Palindrome’s effective security analysis methodology is based on a multidimensional framework driven by both “Deterministic” and “Non-Deterministic”  models, which leverages proprietary techniques and tools, industry standards (e.g., NIST, OWASP, PTES) and past experience from evaluating enterprise and carrier-grade network applications. The findings of the analysis are categorized and prioritized according to the organization’s business model and how they impact operations and services. The findings are accompanied by applicable and actionable recommendations that help mitigate the corresponding risk.

We break code, because we care !

We perform security analysis on all kinds of applications ranging from small web applications to large critical communication infrastructure platforms. In particular, client applications which interact with external actors where trust relationships cannot be established are most vulnerable, for example, Web Applications, Mobile Applications, VoIP Applications, Email Applications and Social Engineering, and Wireless Networks.

Web Application Analysis

Web applications security analysis provides trust in the implementation and supporting components by evaluating security controls that protect against attacks. The attacks are aimed at gaining unauthorized access to sensitive data or application resources (i.e. databases, operating system). Malicious attacks occur because web-based applications often rely on insecure methods to track users, pass data, validate data, perform database queries and maintain sessions.

Palindrome performs extensive web-application security analysis using OWASP Top 10 as the baseline, including – CSRF Check, XSS Check, SQLi Check, HTTP Session Management, Broken Access Control – RBAC / Multi-Tenant, Vulnerable Dependencies, Deserialization / RCE, Information Leakage, Security Configuration, and Identity Management – SAML/OAuth/XML related attacks.

Mobile Application Analysis

Mobile application security analysis provides trust in the implementation and supporting components by evaluating security controls that protect against attacks. The attacks are aimed at gaining unauthorized access to sensitive data or application resources (i.e. databases, operating system). Malicious attacks can occur because Mobile applications often rely on insecure methods to track users, pass data, validate data, perform database queries and maintain sessions.

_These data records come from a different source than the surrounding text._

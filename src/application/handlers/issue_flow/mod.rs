//! Issue flow handlers.
//!
//! - `dialogue_step` - One model turn under the issue-flow contract
//! - `file_issue` - Turn orchestration: store, dialogue, tracker, reply

mod dialogue_step;
mod file_issue;

pub use dialogue_step::{DialogueInput, DialogueSettings, IssueFlowDialogue};
pub use file_issue::{FileIssueHandler, TRACKER_NOT_CONFIGURED};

Palindrome performs extensive mobile application security analysis using static and dynamic analysis techniques with OWASP Mobile Top 10 vulnerabilities as the baseline, including – storage access, network protocols, cryptography functions usage, secure platform API access, interface fuzzing.

VoIP Security Analysis

VoIP security implementation can be a complex and time consuming effort. In some cases, federal or state regulations may introduce additional requirements that are difficult to translate to actionable controls. Palindrome has been helping customers implement secure VoIP networks including federal, carriers (VoLTE) and commercial organizations.

Palindrome’s VoIP Implementation Security Evaluation (VoISE) provides a non-biased and comprehensive approach to ensure VoIP implementations maintain the highest industry security standards and adheres to regulatory requirements along with protecting organizations and customer communications.

Email Security Analysis

Emails malware and especially, phishing is popular attack vectors to harvest credentials, propagate ransomware or deliver malware and gain unauthorized access to systems. ​​In addition to maintaining adequate network security controls (e.g., Firewall, IDS, SIEM, Email spam-filter) an organization must elevate user awareness to thwart Phishing attacks.

“Users are socially and technologically vulnerable!”

Palindrome performs authorized phishing campaigns that can help organization:

  • Enhance awareness of phishing or spear phishing threats.
  • Enhance and/or reinforce awareness about social engineering
  • Provide security training metrics to determine the effectiveness your security training program and identify areas of improvement.

Wireless Security Analysis

Organizations need to connect customers, partners and employees seamlessly while maintaining a secure network infrastructure. Free customer Wi-Fi access, BYOD (Bring Your Own Device) can enhance user productivity, performance and customer experience but also introduce avenues for attack against your users and organizational infrastructure assets.

Palindrome performs security analysis of wireless infrastructure and ensures proper security policies and controls are in place to prevent potential compromise, disruption or abuse of network resources. The security analysis consists of evaluating several areas, including, organizational policy, network segmentation, configuration of wireless access points, protocol security, access and authorization mechanisms (i.e., encryption algorithms, key management, MAC address filtering etc.), channel allocation, ESSID, beacon broadcast frame and recording of broadcast information, evaluation of authentication and encryption modes (i.e., WEP/WPA/WPA2) along with attempts to bypass access point controls/policy (e.g., client MAC address spoofing, MAC filtering bypassing, man-in-the middle).